WORK ITEM: Where the records hold the string "transform", show the whole line it sits on.

DATA FOR THIS TASK:

//! Conversion of typed table columns into a dense feature matrix.
//!
//! Encodings are learned once, on the training table, and reused unchanged
//! for every later prediction table. String columns become ordinal codes
//! over their sorted distinct values; numeric, boolean and timestamp columns
//! are used as numbers with missing cells filled by the training mean.

use crate::error::{PipelineError, Result};
use crate::table::{Column, DType, Table};
use ndarray::Array2;
use serde::{Deserialize, Serialize};
use std::collections::{BTreeSet, HashMap};

/// Code assigned to missing and unseen categories.
pub const UNKNOWN_CODE: f64 = -1.0;

/// What to do with a category that was not seen during fit.
#[derive(Clone, Copy, Debug, Default, PartialEq, Eq, Serialize, Deserialize)]
pub enum HandleUnknown {
    /// Fail the transform.
    Error,
    /// Encode as [`UNKNOWN_CODE`].
    #[default]
    UseEncodedValue,
}

/// Maps each distinct category to its rank among the sorted categories.
#[derive(Clone, Debug, Default)]
pub struct OrdinalEncoder {
    handle_unknown: HandleUnknown,
}

impl OrdinalEncoder {
    pub fn new() -> Self {
        Self::default()
    }

    pub fn with_handle_unknown(mut self, strategy: HandleUnknown) -> Self {
        self.handle_unknown = strategy;
        self
    }

    /// Learns the categories of `column`. Missing cells are not categories.
    pub fn fit(&self, column: &Column) -> FittedOrdinalEncoder {
        let categories: Vec<String> = (0..column.len())
            .filter_map(|row| column.key(row))
            .collect::<BTreeSet<_>>()
            .into_iter()
            .collect();
        FittedOrdinalEncoder::new(categories, self.handle_unknown)
    }
}

#[derive(Clone, Debug, PartialEq, Serialize, Deserialize)]
#[serde(from = "OrdinalEncoderParams", into = "OrdinalEncoderParams")]
pub struct FittedOrdinalEncoder {
    categories: Vec<String>,
    mapping: HashMap<String, usize>,
    handle_unknown: HandleUnknown,
}

/// Persisted form; the lookup map is rebuilt on load.
#[derive(Clone, Serialize, Deserialize)]
struct OrdinalEncoderParams {
    categories: Vec<String>,
    handle_unknown: HandleUnknown,
}

impl From<OrdinalEncoderParams> for FittedOrdinalEncoder {
    fn from(params: OrdinalEncoderParams) -> Self {
        Self::new(params.categories, params.handle_unknown)
    }
}

impl From<FittedOrdinalEncoder> for OrdinalEncoderParams {
    fn from(fitted: FittedOrdinalEncoder) -> Self {
        Self {
            categories: fitted.categories,
            handle_unknown: fitted.handle_unknown,
        }
    }
}

impl FittedOrdinalEncoder {
    fn new(categories: Vec<String>, handle_unknown: HandleUnknown) -> Self {
        let mapping = categories
            .iter()
            .enumerate()
            .map(|(code, category)| (category.clone(), code))
            .collect();
        Self {
            categories,
            mapping,
            handle_unknown,
        }
    }

    pub fn categories(&self) -> &[String] {
        &self.categories
    }

    pub fn code(&self, category: &str) -> Option<usize> {
        self.mapping.get(category).copied()
    }

    pub fn transform(&self, column: &Column) -> Result<Vec<f64>> {
        (0..column.len())
            .map(|row| match column.key(row) {
                None => Ok(UNKNOWN_CODE),
                Some(key) => match (self.code(&key), self.handle_unknown) {
                    (Some(code), _) => Ok(code as f64),
                    (None, HandleUnknown::UseEncodedValue) => Ok(UNKNOWN_CODE),
                    (None, HandleUnknown::Error) => Err(PipelineError::InvalidArgument(format!(
                        "unknown category '{}' in column '{}'",
                        key,
                        column.name()
                    ))),
                },
            })
            .collect()
    }
}

#[derive(Clone, Debug, PartialEq, Serialize, Deserialize)]
enum ColumnEncoding {
    Numeric { fill: f64 },
    Categorical(FittedOrdinalEncoder),
}

/// Train-time encoding plan for every feature column.
#[derive(Clone, Debug, PartialEq, Serialize, Deserialize)]
pub struct FeatureEncoder {
    columns: Vec<(String, ColumnEncoding)>,
}

impl FeatureEncoder {
    /// Learns encodings for every column of `table` not listed in `exclude`.
    pub fn fit(table: &Table, exclude: &[&str]) -> Result<Self> {
        let encoder = OrdinalEncoder::new();
        let mut columns = Vec::new();
        for column in table.columns() {
            if exclude.contains(&column.name()) {
                continue;
            }
            let encoding = match column.dtype() {
                DType::Str => ColumnEncoding::Categorical(encoder.fit(column)),
                _ => {
                    let present: Vec<f64> = column.to_f64()?.into_iter().flatten().collect();
                    let fill = if present.is_empty() {
                        0.0
                    } else {
                        present.iter().sum::<f64>() / present.len() as f64
                    };
                    ColumnEncoding::Numeric { fill }
                }
            };
            columns.push((column.name().to_string(), encoding));
        }
        Ok(Self { columns })
    }

    pub fn n_features(&self) -> usize {
        self.columns.len()
    }

    pub fn feature_names(&self) -> Vec<&str> {
        self.columns.iter().map(|(name, _)| name.as_str()).collect()
    }

    /// Builds the `(rows, features)` matrix for `table`.
    ///
    /// # Errors
    /// `MissingColumn` if a training feature is absent, `TypeMismatch` if a
    /// numeric feature arrives as strings.
    pub fn transform(&self, table: &Table) -> Result<Array2<f64>> {
        let n = table.n_rows();
        let mut matrix = Array2::<f64>::zeros((n, self.columns.len()));
        for (j, (name, encoding)) in self.columns.iter().enumerate() {
            let column = table.column(name)?;
            let values: Vec<f64> = match encoding {
                ColumnEncoding::Numeric { fill } => column
                    .to_f64()?
                    .into_iter()
                    .map(|v| v.filter(|x| x.is_finite()).unwrap_or(*fill))
                    .collect(),
                ColumnEncoding::Categorical(fitted) => fitted.transform(column)?,
            };
            for (i, v) in values.into_iter().enumerate() {
                matrix[[i, j]] = v;
            }
        }
        Ok(matrix)
    }
}

#[cfg(test)]
mod tests {
    use super::*;

    fn training() -> Table {
        Table::from_columns(vec![
            Column::from_strs("flight_id", &["a", "b", "c"]),
            Column::from_strs("adep", &["LFPG", "EGLL", "LFPG"]),
            Column::float("flown_distance", vec![Some(100.0), None, Some(300.0)]),
            Column::bool("is_week_day", vec![Some(true), Some(false), None]),
        ])
        .unwrap()
    }

    #[test]
    fn test_ordinal_codes_are_sorted() {
        let fitted = OrdinalEncoder::new().fit(training().column("adep").unwrap());
        assert_eq!(fitted.categories(), &["EGLL".to_string(), "LFPG".to_string()]);
        assert_eq!(fitted.code("LFPG"), Some(1));
    }

    #[test]
    fn test_unknown_category_handling() {
        let fitted = OrdinalEncoder::new().fit(&Column::from_strs("adep", &["EGLL"]));
        let col = Column::str("adep", vec![Some("EGLL".into()), Some("KJFK".into()), None]);
        assert_eq!(fitted.transform(&col).unwrap(), vec![0.0, -1.0, -1.0]);

        let strict = OrdinalEncoder::new()
            .with_handle_unknown(HandleUnknown::Error)
            .fit(&Column::from_strs("adep", &["EGLL"]));
        assert!(strict.transform(&col).is_err());
    }

    #[test]
    fn test_feature_matrix_uses_train_time_encodings() {
        let encoder = FeatureEncoder::fit(&training(), &["flight_id"]).unwrap();
        assert_eq!(encoder.feature_names(), vec!["adep", "flown_distance", "is_week_day"]);

        let x = encoder.transform(&training()).unwrap();
        assert_eq!(x.shape(), &[3, 3]);
        assert_eq!(x[[0, 0]], 1.0);
        assert_eq!(x[[1, 1]], 200.0);
        assert_eq!(x[[2, 2]], 0.5);

        // A prediction table with only one category must keep the training codes.
        let later = Table::from_columns(vec![
            Column::from_strs("adep", &["LFPG"]),
            Column::from_f64s("flown_distance", &[50.0]),
            Column::bool("is_week_day", vec![Some(true)]),
        ])
        .unwrap();
        let x = encoder.transform(&later).unwrap();
        assert_eq!(x.row(0).to_vec(), vec![1.0, 50.0, 1.0]);
    }

    #[test]
    fn test_missing_feature_column() {
        let encoder = FeatureEncoder::fit(&training(), &["flight_id"]).unwrap();
        let table = Table::from_columns(vec![Column::from_strs("adep", &["LFPG"])]).unwrap();
        assert!(matches!(
            encoder.transform(&table),
            Err(PipelineError::MissingColumn { .. })
        ));
    }

    #[test]
    fn test_encoder_serde_round_trip() {
        let encoder = FeatureEncoder::fit(&training(), &[]).unwrap();
        let json = serde_json::to_string(&encoder).unwrap();
        let back: FeatureEncoder = serde_json::from_str(&json).unwrap();
        assert_eq!(back, encoder);
    }
}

ANSWER SPACE:
    /// Fail the transform.
    pub fn transform(&self, column: &Column) -> Result<Vec<f64>> {
    pub fn transform(&self, table: &Table) -> Result<Array2<f64>> {
                ColumnEncoding::Categorical(fitted) => fitted.transform(column)?,
        assert_eq!(fitted.transform(&col).unwrap(), vec![0.0, -1.0, -1.0]);
        assert!(strict.transform(&col).is_err());
        let x = encoder.transform(&training()).unwrap();
        let x = encoder.transform(&later).unwrap();
            encoder.transform(&table),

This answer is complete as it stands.